Young restaurateurs Nate Overstreet and Ashly Amador are renovating the interior, including the kitchen, of what had been The Owl Grill & Saloon at 134 Mill St. in the historic downtown. They plan to keep the open kitchen and add a chef’s table. Watershed will have a Victorian theme, with some historic decor retrieved from the “new” National Hotel.

Watershed will serve new American cuisine. Like Twelve 28 Kitchen, the food will be “elevated but approachable.” At a recent local’s dinner party, Nate and Ashley’s meal received rave reviews. The two will be featured chefs at the popular Nevada City supper club Polly’s Palador in June. (For more about Polly’s Palador, see our website, SierraCulture.com).
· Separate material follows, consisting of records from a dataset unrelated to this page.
//! Badge sources shared by the rules
//!
//! An [`Annotation`] looks at one entry (and optionally one of its artifacts)
//! and yields at most one badge. Rules append independent annotations one
//! after another, or run a [`StatusChain`] where only the first hit counts.

use super::{ClassifierContext, SharedRule};
use crate::models::{Badge, BadgeBase, Capability, CatalogEntry, ParsedArtifact};

#[derive(Clone)]
pub enum Annotation {
    Discontinued,
    Investigated,
    PendingPr,
    /// Contacted note as tooltip.
    Contacted,
    /// Contacted note as tooltip; a note that is a URL is also the link.
    ContactedLinked,
    /// Listed as calling `messages.update()` without `messagesUpdate`.
    BreakingApiChange,
    Wip,
    AlternativeAvailable,
    Experiment,
    ThemeExperiment,
    Pure,
    Requires(Capability),
    KnownCompatible(u32),
    KnownBroken(u32),
    /// Cross-reference to another report the entry is part of.
    LinkedReport {
        rule: SharedRule,
        badge: BadgeBase,
        link: String,
    },
}

impl Annotation {
    /// Badge linking to `report`'s page when its rule includes the entry.
    pub fn linked(rule: &SharedRule, badge: BadgeBase, report: &str) -> Self {
        Annotation::LinkedReport {
            rule: SharedRule::clone(rule),
            badge,
            link: format!("{}.html", report),
        }
    }

    pub fn evaluate(
        &self,
        entry: &CatalogEntry,
        data: Option<&ParsedArtifact>,
        ctx: &ClassifierContext,
    ) -> Option<Badge> {
        let lists = &ctx.lists;
        let id = entry.id;
        match self {
            Annotation::Discontinued => lists
                .is_discontinued(id)
                .then(|| Badge::new(BadgeBase::Discontinued)),
            Annotation::Investigated => lists
                .investigated(id)
                .map(|note| Badge::new(BadgeBase::Investigated).with_note(note)),
            Annotation::PendingPr => lists
                .pending_pr(id)
                .map(|url| Badge::new(BadgeBase::PendingPr).with_link(url)),
            Annotation::Contacted => lists.contacted(id).map(|note| {
                let badge = Badge::new(BadgeBase::Contacted);
                if note.is_empty() {
                    badge
                } else {
                    badge.with_tooltip(note)
                }
            }),
            Annotation::ContactedLinked => lists
                .contacted(id)
                .map(|note| Badge::new(BadgeBase::Contacted).with_note(note)),
            Annotation::BreakingApiChange => lists.needs_messages_update(id).then(|| {
                Badge::new(BadgeBase::BreakingApiChange)
                    .with_tooltip("Missing messagesUpdate permission")
            }),
            Annotation::Wip => lists.is_wip(id).then(|| Badge::new(BadgeBase::Wip)),
            Annotation::AlternativeAvailable => ctx
                .alternatives
                .get(&entry.guid)
                .map(|_| Badge::new(BadgeBase::AlternativeAvailable)),
            Annotation::Experiment => data
                .filter(|d| d.experiment)
                .map(|_| Badge::new(BadgeBase::Experiment)),
            Annotation::ThemeExperiment => data
                .filter(|d| d.has_theme_experiment())
                .map(|_| Badge::new(BadgeBase::ThemeExperiment)),
            Annotation::Pure => data
                .filter(|d| d.is_pure())
                .map(|_| Badge::new(BadgeBase::Pure)),
            Annotation::Requires(capability) => lists
                .requires(id, *capability)
                .then(|| Badge::new(capability_badge(*capability))),
            Annotation::KnownCompatible(release) => lists
                .is_known_compatible(id, *release)
                .then(|| Badge::new(BadgeBase::Compatible)),
            Annotation::KnownBroken(release) => lists
                .is_known_broken(id, *release)
                .then(|| Badge::new(BadgeBase::Incompatible)),
            Annotation::LinkedReport { rule, badge, link } => rule
                .row_data(entry, ctx)
                .include
                .then(|| Badge::new(*badge).with_link(link.as_str())),
        }
    }
}

fn capability_badge(capability: Capability) -> BadgeBase {
    match capability {
        Capability::Column => BadgeBase::ColumnApi,
        Capability::Filter => BadgeBase::FilterApi,
        Capability::RecentFolders => BadgeBase::RecentFoldersApi,
        Capability::Attachment => BadgeBase::AttachmentApi,
        Capability::RecipientChanged => BadgeBase::RecipientChangedApi,
        Capability::StatusBar => BadgeBase::StatusBarApi,
    }
}

/// Append the badge of every matching annotation, in order.
pub fn collect_badges(
    annotations: &[Annotation],
    entry: &CatalogEntry,
    data: Option<&ParsedArtifact>,
    ctx: &ClassifierContext,
    badges: &mut Vec<Badge>,
) {
    badges.extend(
        annotations
            .iter()
            .filter_map(|annotation| annotation.evaluate(entry, data, ctx)),
    );
}

/// Priority-ordered status lookup: the first matching annotation wins.
#[derive(Clone, Default)]
pub struct StatusChain {
    order: Vec<Annotation>,
    unknown_fallback: bool,
}

impl StatusChain {
    pub fn new(order: Vec<Annotation>) -> Self {
        Self {
            order,
            unknown_fallback: false,
        }
    }

    /// Emit `unknown` when nothing in the chain matches.
    pub fn or_unknown(mut self) -> Self {
        self.unknown_fallback = true;
        self
    }

    /// At most one status badge. `settled` suppresses the `unknown`
    /// fallback when the entry's fate is already known (discontinued).
    pub fn resolve(
        &self,
        entry: &CatalogEntry,
        data: Option<&ParsedArtifact>,
        ctx: &ClassifierContext,
        settled: bool,
    ) -> Option<Badge> {
        self.order
            .iter()
            .find_map(|annotation| annotation.evaluate(entry, data, ctx))
            .or_else(|| {
                (self.unknown_fallback && !settled).then(|| Badge::new(BadgeBase::Unknown))
            })
    }
}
The region’s new cuisine isn’t limited to fine dining. Pine Street Burgers at 1249 E. Main Street in Grass Valley serves one of the best burgers in town.Owners George and Suzie Dyer are planning to open a second location across from the Pine Creek Shopping Center in Grass Valley. “The menu and general look of the restaurant will be identical to the existing location,” says Suzie.

Other casual dining restaurants opening in our region include:

■ The two left handed chefs and co- owners of Lefty’s Grill — Chris Duncan and John Cammack — will open Lefty’s Fry House, a casual eatery next to Sierra Cinemas in Grass Valley. The menu will feature Lefty’s signature fish and chips, sandwiches on naan bread, fresh salads, garlic fries and more. It will feature beer from ol’ Republic Brewery.

Ol’ Republic Roadhouse will serve lunch and dinner along with its award- winning beer at what had been the Old Five Mile House on Hwy. 20 near Nevada City. The restaurant will keep the full bar and add a bakery. Ol’ Republic also plans to open a tap room in the Rancho Cordova Barrel District this spring, according to co-owners Jim Harte and Simon Olney.

Wild Eye Pub is a vibrant, multi-use venue, anchored by a local-foods eatery, full-service pub, large shared kitchen, and a tech-rich event space and roomy stage. It is in downtown Grass Valley in a renovated building that used to be home to the Swiss House.